------ Extracted information
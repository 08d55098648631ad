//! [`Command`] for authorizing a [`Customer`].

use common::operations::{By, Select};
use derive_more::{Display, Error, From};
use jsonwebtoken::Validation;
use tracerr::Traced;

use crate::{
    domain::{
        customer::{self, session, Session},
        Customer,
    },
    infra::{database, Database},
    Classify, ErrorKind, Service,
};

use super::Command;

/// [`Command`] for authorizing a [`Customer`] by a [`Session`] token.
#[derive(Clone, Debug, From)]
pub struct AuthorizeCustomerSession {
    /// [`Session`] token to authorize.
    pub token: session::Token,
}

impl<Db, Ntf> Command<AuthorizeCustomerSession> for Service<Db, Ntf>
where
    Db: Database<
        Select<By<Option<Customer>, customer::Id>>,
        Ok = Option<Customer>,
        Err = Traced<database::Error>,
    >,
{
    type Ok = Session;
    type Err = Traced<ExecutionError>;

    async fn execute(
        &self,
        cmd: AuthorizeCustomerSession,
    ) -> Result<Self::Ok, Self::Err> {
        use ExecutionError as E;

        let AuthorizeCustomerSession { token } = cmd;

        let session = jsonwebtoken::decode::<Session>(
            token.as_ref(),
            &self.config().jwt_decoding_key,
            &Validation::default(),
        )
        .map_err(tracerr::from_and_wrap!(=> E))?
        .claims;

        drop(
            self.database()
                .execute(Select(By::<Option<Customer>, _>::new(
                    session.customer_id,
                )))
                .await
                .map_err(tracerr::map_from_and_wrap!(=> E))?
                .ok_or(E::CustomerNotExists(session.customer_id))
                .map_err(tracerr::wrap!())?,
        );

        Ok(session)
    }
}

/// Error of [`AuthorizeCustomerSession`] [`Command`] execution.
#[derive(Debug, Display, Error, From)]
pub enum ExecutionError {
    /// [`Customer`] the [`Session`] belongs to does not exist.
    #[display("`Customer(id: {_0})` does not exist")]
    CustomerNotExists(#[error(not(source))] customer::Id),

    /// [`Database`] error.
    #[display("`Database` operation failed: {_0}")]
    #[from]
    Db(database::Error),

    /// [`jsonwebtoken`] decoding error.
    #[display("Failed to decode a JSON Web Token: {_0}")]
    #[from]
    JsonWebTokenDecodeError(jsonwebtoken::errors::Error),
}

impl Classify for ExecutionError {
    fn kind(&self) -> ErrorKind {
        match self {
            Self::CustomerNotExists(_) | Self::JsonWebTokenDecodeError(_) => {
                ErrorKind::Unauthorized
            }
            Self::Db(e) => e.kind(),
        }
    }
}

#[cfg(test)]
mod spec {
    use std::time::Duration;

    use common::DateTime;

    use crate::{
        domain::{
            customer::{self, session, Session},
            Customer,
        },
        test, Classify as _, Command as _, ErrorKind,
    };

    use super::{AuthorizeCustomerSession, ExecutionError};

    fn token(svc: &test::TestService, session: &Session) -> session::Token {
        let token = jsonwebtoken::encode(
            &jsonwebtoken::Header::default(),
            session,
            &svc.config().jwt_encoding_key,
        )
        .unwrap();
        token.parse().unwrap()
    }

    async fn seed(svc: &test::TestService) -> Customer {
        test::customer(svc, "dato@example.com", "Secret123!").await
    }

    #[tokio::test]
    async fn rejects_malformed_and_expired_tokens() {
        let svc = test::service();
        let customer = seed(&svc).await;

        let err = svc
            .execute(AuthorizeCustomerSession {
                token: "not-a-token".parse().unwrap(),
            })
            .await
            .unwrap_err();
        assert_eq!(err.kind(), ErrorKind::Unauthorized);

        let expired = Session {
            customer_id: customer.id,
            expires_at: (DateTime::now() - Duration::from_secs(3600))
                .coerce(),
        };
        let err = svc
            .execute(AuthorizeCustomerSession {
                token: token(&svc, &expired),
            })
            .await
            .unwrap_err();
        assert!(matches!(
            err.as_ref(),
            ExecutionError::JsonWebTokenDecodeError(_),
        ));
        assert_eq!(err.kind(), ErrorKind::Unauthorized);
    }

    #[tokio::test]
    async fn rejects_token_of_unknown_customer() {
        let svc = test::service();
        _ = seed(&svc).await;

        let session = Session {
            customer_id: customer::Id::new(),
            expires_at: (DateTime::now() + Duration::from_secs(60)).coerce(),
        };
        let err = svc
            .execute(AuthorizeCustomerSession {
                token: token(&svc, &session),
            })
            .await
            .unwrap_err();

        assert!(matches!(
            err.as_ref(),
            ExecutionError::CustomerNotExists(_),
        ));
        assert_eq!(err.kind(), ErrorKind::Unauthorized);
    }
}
------------
------ Extracted information
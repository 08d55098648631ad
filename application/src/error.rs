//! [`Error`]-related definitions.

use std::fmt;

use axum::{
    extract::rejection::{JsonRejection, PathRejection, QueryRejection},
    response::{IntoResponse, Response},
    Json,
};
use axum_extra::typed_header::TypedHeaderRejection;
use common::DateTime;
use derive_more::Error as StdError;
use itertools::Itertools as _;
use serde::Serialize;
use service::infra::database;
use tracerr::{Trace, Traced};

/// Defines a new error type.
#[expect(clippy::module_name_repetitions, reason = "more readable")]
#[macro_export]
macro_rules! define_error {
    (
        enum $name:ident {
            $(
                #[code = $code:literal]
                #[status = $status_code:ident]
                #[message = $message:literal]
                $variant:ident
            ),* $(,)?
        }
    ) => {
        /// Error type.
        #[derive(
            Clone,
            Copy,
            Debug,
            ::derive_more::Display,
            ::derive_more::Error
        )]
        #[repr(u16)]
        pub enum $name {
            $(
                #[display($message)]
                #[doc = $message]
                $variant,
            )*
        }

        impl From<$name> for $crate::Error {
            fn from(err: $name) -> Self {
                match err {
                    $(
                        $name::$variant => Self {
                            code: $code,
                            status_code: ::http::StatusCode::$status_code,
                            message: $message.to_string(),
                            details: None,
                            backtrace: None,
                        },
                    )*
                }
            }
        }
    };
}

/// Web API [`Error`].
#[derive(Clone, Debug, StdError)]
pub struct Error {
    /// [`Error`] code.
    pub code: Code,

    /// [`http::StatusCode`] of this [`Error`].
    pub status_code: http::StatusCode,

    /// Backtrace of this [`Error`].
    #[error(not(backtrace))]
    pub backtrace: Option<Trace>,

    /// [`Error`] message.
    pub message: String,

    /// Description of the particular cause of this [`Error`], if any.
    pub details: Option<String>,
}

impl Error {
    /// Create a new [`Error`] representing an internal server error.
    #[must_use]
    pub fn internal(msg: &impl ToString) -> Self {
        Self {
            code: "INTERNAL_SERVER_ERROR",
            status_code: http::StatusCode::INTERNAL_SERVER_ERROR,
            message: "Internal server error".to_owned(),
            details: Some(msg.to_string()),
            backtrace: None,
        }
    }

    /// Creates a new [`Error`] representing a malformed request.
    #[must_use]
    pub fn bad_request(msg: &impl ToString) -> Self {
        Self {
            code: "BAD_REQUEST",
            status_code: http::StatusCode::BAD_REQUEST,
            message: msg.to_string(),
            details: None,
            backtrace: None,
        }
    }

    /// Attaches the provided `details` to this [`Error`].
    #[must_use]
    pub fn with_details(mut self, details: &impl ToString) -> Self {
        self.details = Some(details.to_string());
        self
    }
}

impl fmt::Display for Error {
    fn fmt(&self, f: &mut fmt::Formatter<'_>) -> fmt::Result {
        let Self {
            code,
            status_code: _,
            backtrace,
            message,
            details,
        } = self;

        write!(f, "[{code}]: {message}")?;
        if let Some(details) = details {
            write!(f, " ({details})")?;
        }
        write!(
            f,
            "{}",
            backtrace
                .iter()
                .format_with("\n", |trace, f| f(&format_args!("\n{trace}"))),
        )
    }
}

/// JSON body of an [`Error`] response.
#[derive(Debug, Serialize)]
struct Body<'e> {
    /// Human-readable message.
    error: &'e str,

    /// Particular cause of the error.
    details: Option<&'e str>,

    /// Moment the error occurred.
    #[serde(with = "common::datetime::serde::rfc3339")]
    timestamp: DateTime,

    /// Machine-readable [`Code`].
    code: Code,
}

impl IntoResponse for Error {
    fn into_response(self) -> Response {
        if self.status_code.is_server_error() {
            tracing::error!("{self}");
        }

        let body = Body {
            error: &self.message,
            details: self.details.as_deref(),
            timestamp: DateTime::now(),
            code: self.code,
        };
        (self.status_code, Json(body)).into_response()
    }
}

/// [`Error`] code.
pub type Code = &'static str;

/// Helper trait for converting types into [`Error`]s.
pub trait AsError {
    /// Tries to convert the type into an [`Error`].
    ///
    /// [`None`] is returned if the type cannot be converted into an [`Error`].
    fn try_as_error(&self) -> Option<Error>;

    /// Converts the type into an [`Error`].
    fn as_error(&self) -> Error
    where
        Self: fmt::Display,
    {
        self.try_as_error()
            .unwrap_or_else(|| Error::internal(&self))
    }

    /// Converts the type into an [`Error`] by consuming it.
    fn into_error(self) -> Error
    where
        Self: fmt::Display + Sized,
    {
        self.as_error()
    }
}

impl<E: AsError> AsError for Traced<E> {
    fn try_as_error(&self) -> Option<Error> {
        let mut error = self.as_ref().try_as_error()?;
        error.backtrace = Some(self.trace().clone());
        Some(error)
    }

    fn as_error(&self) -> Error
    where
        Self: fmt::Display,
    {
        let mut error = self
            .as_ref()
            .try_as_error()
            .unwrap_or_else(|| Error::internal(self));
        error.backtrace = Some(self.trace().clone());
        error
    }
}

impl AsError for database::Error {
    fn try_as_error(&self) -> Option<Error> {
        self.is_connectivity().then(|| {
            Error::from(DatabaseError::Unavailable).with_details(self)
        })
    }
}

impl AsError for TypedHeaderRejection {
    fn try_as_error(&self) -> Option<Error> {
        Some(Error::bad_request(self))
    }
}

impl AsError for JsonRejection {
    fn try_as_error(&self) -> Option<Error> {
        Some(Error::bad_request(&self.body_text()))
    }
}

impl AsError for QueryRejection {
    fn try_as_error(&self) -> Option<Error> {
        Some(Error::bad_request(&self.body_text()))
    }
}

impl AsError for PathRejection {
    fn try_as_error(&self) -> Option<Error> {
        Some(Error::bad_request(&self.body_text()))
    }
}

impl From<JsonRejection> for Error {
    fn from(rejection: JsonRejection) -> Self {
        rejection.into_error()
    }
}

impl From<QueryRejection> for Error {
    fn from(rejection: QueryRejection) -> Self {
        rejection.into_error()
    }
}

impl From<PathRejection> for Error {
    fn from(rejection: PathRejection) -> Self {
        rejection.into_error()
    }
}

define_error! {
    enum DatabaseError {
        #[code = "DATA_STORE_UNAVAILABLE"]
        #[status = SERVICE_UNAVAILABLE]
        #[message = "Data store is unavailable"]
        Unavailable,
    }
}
------------
What is being asked: The lines above from the one with "impl IntoResponse for" through the one with "by consuming it." are to be duplicated exactly, ends included, with nothing added.

Exercise response:
impl IntoResponse for Error {
    fn into_response(self) -> Response {
        if self.status_code.is_server_error() {
            tracing::error!("{self}");
        }

        let body = Body {
            error: &self.message,
            details: self.details.as_deref(),
            timestamp: DateTime::now(),
            code: self.code,
        };
        (self.status_code, Json(body)).into_response()
    }
}

/// [`Error`] code.
pub type Code = &'static str;

/// Helper trait for converting types into [`Error`]s.
pub trait AsError {
    /// Tries to convert the type into an [`Error`].
    ///
    /// [`None`] is returned if the type cannot be converted into an [`Error`].
    fn try_as_error(&self) -> Option<Error>;

    /// Converts the type into an [`Error`].
    fn as_error(&self) -> Error
    where
        Self: fmt::Display,
    {
        self.try_as_error()
            .unwrap_or_else(|| Error::internal(&self))
    }

    /// Converts the type into an [`Error`] by consuming it.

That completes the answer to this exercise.